> [TASK REQUIREMENTS]
Every record must come back exactly as given.

> [DATA RECORDS]
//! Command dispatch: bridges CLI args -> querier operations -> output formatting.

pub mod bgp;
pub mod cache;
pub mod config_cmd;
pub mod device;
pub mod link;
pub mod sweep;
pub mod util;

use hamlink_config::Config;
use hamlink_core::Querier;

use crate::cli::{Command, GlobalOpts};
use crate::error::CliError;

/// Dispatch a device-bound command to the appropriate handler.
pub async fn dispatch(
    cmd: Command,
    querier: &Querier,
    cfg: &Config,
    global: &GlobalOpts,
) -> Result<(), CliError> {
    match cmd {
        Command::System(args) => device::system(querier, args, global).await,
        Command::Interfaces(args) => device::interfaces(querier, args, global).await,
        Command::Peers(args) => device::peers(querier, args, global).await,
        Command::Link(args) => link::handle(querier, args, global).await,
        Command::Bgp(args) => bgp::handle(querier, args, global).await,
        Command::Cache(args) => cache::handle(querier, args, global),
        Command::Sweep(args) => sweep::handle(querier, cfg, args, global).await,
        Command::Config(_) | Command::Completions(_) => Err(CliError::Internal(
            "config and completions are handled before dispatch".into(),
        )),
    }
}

> [ANSWER TO THE EXERCISE]
//! Command dispatch: bridges CLI args -> querier operations -> output formatting.

pub mod bgp;
pub mod cache;
pub mod config_cmd;
pub mod device;
pub mod link;
pub mod sweep;
pub mod util;

use hamlink_config::Config;
use hamlink_core::Querier;

use crate::cli::{Command, GlobalOpts};
use crate::error::CliError;

/// Dispatch a device-bound command to the appropriate handler.
pub async fn dispatch(
    cmd: Command,
    querier: &Querier,
    cfg: &Config,
    global: &GlobalOpts,
) -> Result<(), CliError> {
    match cmd {
        Command::System(args) => device::system(querier, args, global).await,
        Command::Interfaces(args) => device::interfaces(querier, args, global).await,
        Command::Peers(args) => device::peers(querier, args, global).await,
        Command::Link(args) => link::handle(querier, args, global).await,
        Command::Bgp(args) => bgp::handle(querier, args, global).await,
        Command::Cache(args) => cache::handle(querier, args, global),
        Command::Sweep(args) => sweep::handle(querier, cfg, args, global).await,
        Command::Config(_) | Command::Completions(_) => Err(CliError::Internal(
            "config and completions are handled before dispatch".into(),
        )),
    }
}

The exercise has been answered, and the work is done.